Abstract: To characterize the hemodynamic events responsible for alterations in renal function during administration of atrial natriuretic peptide, we studied the systemic, renal, and glomerular circulatory effects of intravenous rANP[126-149], administered as a 4 micrograms/kg prime and 0.5 microgram/kg per minute continuous infusion in anesthetized, euvolemic rats. With this protocol, a small decline in mean systemic arterial blood pressure occurred in the context of markedly enhanced urinary sodium excretion, hemoconcentration, and reduced left ventricular end-diastolic pressure and +dP/dt. However, despite a significant decrement in renal vascular resistance, total peripheral resistance remained constant, thereby denoting a preferential renal vasodilatory effect of this peptide in vivo. Whole kidney and single nephron GFR increased by approximately 20%, while effective renal and glomerular plasma flow rates remained stable, resulting in a substantial rise in filtration fraction. Of all the parameters potentially capable of augmenting single nephron GFR, only glomerular capillary hydraulic pressure increased significantly and therefore accounted entirely for the hyperfiltration observed during ANP infusion. This rise in glomerular capillary pressure, in turn, resulted from afferent arteriolar vasodilatation and concurrent efferent arteriolar vasoconstriction, findings that proved independent of both endogenous angiotensin II activity and ANP-induced reductions in renal perfusion pressure. These renal hemodynamic effects are unique when compared with actions of previously studied renal vasodilatory agents.

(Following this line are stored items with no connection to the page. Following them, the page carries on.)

use decorum::{Infinite, N64};
use itertools::Itertools;
use tracing::info_span;

use super::{
    branch_action, leaf, sort_options, AdversarialStrategy, Decision, MinMaxReturn, NodeKind,
    SearchContext, StrategyOptions,
};
use crate::{next_turn, GameModel};

/// Uniform probabilities over `actions`
///
/// The probabilities sum to one, or the list is empty when there are no actions.
///
/// ```rust
/// use maze_minimax::chance_probabilities;
/// use types::Move;
///
/// let probabilities = chance_probabilities(&[Move::Left, Move::Right, Move::Up]);
/// assert_eq!(
///     probabilities,
///     vec![(Move::Left, 1.0 / 3.0), (Move::Right, 1.0 / 3.0), (Move::Up, 1.0 / 3.0)]
/// );
/// ```
pub fn chance_probabilities<A: Copy>(actions: &[A]) -> Vec<(A, f64)> {
    let p = 1.0 / actions.len() as f64;
    actions.iter().map(|a| (*a, p)).collect()
}

/// Probability weighted average of the children scores
///
/// A branch that can end in both a win and a loss is scored as a loss.
fn expected_value(weighted: impl Iterator<Item = (f64, N64)>) -> N64 {
    let mut total = 0.0;
    let mut can_win = false;

    for (p, score) in weighted {
        if score == N64::NEG_INFINITY {
            return N64::NEG_INFINITY;
        }
        if score == N64::INFINITY {
            can_win = true;
        } else {
            total += p * score.into_inner();
        }
    }

    if can_win {
        N64::INFINITY
    } else {
        N64::from(total)
    }
}

#[derive(Debug, Clone, Copy)]
/// Expectimax: agent `0` maximizes, the configured stochastic enemy is a chance node and every
/// other enemy minimizes
pub struct Expectimax {
    options: StrategyOptions,
    stochastic_enemy: usize,
}

impl Expectimax {
    /// `stochastic_enemy` is the agent index (so `>= 1`) of the enemy that moves at random
    pub fn new(options: StrategyOptions, stochastic_enemy: usize) -> Self {
        Self {
            options,
            stochastic_enemy,
        }
    }

    /// Agent index of the enemy treated as moving at random
    pub fn stochastic_enemy(&self) -> usize {
        self.stochastic_enemy
    }

    fn expectimax<G: GameModel>(
        &self,
        game: &G,
        ctx: &mut SearchContext<G>,
        mut state: G::State,
        depth: usize,
        agent_index: usize,
        player_action: Option<G::Action>,
    ) -> MinMaxReturn<G::Action> {
        ctx.enter();

        if let Some(leaf) = leaf(game, &mut state, depth, player_action) {
            return leaf;
        }
        if let Some(cached) = ctx.lookup(game, &state, agent_index) {
            return cached;
        }

        let maximizing = agent_index == 0;
        let moves = game.legal_moves(&state, agent_index);
        if moves.is_empty() {
            let score = if maximizing {
                game.evaluate(&state, depth, None)
            } else {
                0.0.into()
            };
            return MinMaxReturn::Leaf { score };
        }

        let (next_agent, next_depth) = next_turn(agent_index, game.agent_count(&state), depth);

        let mut explore = |action: G::Action| {
            let child = game.generate_successor(&state, agent_index, action);
            let result = self.expectimax(
                game,
                ctx,
                child,
                next_depth,
                next_agent,
                branch_action(player_action, agent_index, action),
            );
            (action, result)
        };

        let result = if agent_index == self.stochastic_enemy {
            let probabilities = chance_probabilities(&moves);
            let scored = probabilities
                .iter()
                .map(|(action, p)| (*p, explore(*action)))
                .collect_vec();

            let score = expected_value(scored.iter().map(|(p, (_, r))| (*p, r.score())));
            let options = scored
                .into_iter()
                .map(|(_, option)| option)
                .sorted_by(|a, b| a.1.score().cmp(&b.1.score()))
                .collect_vec();

            MinMaxReturn::Node {
                kind: NodeKind::Chance,
                options,
                agent_index,
                score,
            }
        } else {
            let mut options = moves.into_iter().map(explore).collect_vec();
            sort_options(&mut options, maximizing);

            MinMaxReturn::Node {
                kind: if maximizing { NodeKind::Max } else { NodeKind::Min },
                score: options[0].1.score(),
                options,
                agent_index,
            }
        };

        ctx.store(game, &state, agent_index, &result);
        result
    }
}

impl<G: GameModel> AdversarialStrategy<G> for Expectimax {
    fn choose_action(
        &self,
        game: &G,
        state: &G::State,
        depth: usize,
        agent_index: usize,
    ) -> Decision<G::Action> {
        info_span!(
            "expectimax",
            depth,
            agent_index,
            stochastic_enemy = self.stochastic_enemy,
            nodes = tracing::field::Empty,
            chosen_score = tracing::field::Empty,
            chosen_action = tracing::field::Empty,
        )
        .in_scope(|| {
            let mut ctx = SearchContext::new(&self.options);
            let tree = self.expectimax(game, &mut ctx, state.clone(), depth, agent_index, None);
            let decision = Decision::new(tree, ctx.stats);

            let current_span = tracing::Span::current();
            current_span.record("nodes", decision.stats.nodes);
            current_span.record("chosen_score", format!("{}", decision.value).as_str());
            current_span.record(
                "chosen_action",
                format!("{:?}", decision.action).as_str(),
            );

            decision
        })
    }

    fn name(&self) -> &'static str {
        "expectimax"
    }
}

#[cfg(test)]
mod tests {
    use super::*;
    use crate::strategy::{test_game::TreeGame, Minimax};

    #[test]
    fn test_probabilities_sum_to_one() {
        for n in 1..=4 {
            let actions: Vec<usize> = (0..n).collect();
            let total: f64 = chance_probabilities(&actions).iter().map(|(_, p)| p).sum();
            assert!((total - 1.0).abs() < 1e-9);
        }

        assert!(chance_probabilities::<usize>(&[]).is_empty());
    }

    #[test]
    fn test_chance_node_averages() {
        let game = TreeGame {
            agents: 2,
            branching: 2,
            leaves: vec![3.0, 5.0, 2.0, 9.0],
        };

        let decision = Expectimax::new(StrategyOptions::default(), 1).choose_action(
            &game,
            &vec![],
            1,
            0,
        );

        // left averages to 4, right to 5.5
        assert_eq!(decision.value, N64::from(5.5));
        assert_eq!(decision.action, Some(1));

        let minimax = Minimax::default().choose_action(&game, &vec![], 1, 0);
        assert_eq!(minimax.action, Some(0));
    }

    #[test]
    fn test_chance_node_reports_the_worst_outcome() {
        let game = TreeGame {
            agents: 2,
            branching: 2,
            leaves: vec![3.0, 5.0, 9.0, 2.0],
        };

        // Start at the enemy's turn below the right branch, where its moves lead to 9 and 2
        let decision = Expectimax::new(StrategyOptions::default(), 1).choose_action(
            &game,
            &vec![1],
            1,
            1,
        );

        assert_eq!(decision.value, N64::from(5.5));
        assert_eq!(decision.action, Some(1));
    }

    #[test]
    fn test_a_possible_loss_outweighs_a_possible_win() {
        let scores = vec![
            (0.5, N64::INFINITY),
            (0.5, N64::NEG_INFINITY),
        ];
        assert_eq!(expected_value(scores.into_iter()), N64::NEG_INFINITY);

        let scores = vec![(0.5, N64::INFINITY), (0.5, N64::from(2.0))];
        assert_eq!(expected_value(scores.into_iter()), N64::INFINITY);

        let scores = vec![(0.25, N64::from(4.0)), (0.75, N64::from(8.0))];
        assert_eq!(expected_value(scores.into_iter()), N64::from(7.0));
    }
}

Histamine receptors of the microvascular endothelium revealed in situ with a histamine-ferritin conjugate: characteristic high-affinity binding sites in venules.

Abstract: Histamine covalently bound to glutaraldehyde-activated ferritin was prepared as either monomers or as small aggregates of approximately 0.05 to 0.15 micrometer Diam, suitable for electron microscopic detection of histamine cellular binding sites. The histamine-ferritin conjugates (MF) maintain the histamine capability to induce the opening of endothelial junctions in venules. To investigate the distribution of histamine receptors in the vascular endothelium, monomers or aggregates of MF were perfused in situ (mice), and various vascular beds, particularly that of the diaphragm, were fixed and processed for electron microscopy. The conjugate was preferentially bound on restricted areas of luminal endothelial cell plasmalemma especially in regions rich in filaments, and near the junctions between endothelial cells. The density of histamine binding sites was characteristically high in venules; it occurred to a much lesser extent in arterioles, veins, and muscular arteries whereas capillaries and aorta showed the lowest values. A similar distribution was obtained after perfusion of H1 or H2 receptor agonists coupled to ferritin (2-pyridylethylamine-ferritin [PF], or 4-methylhistamine-ferritin [MF], respectively). The binding specificity was assessed through control experiments with either native or activated ferritin or by competition with histamine. The findings suggest that histamine receptors are largely represented in the cell membrane of the vascular endothelium, particularly in venules. Experiments using specific H1 and H2 receptor agonists (PF and MF) and antagonists (mepyramine and cimetidine) indicate that the venular endothelium contains mainly H2 receptors.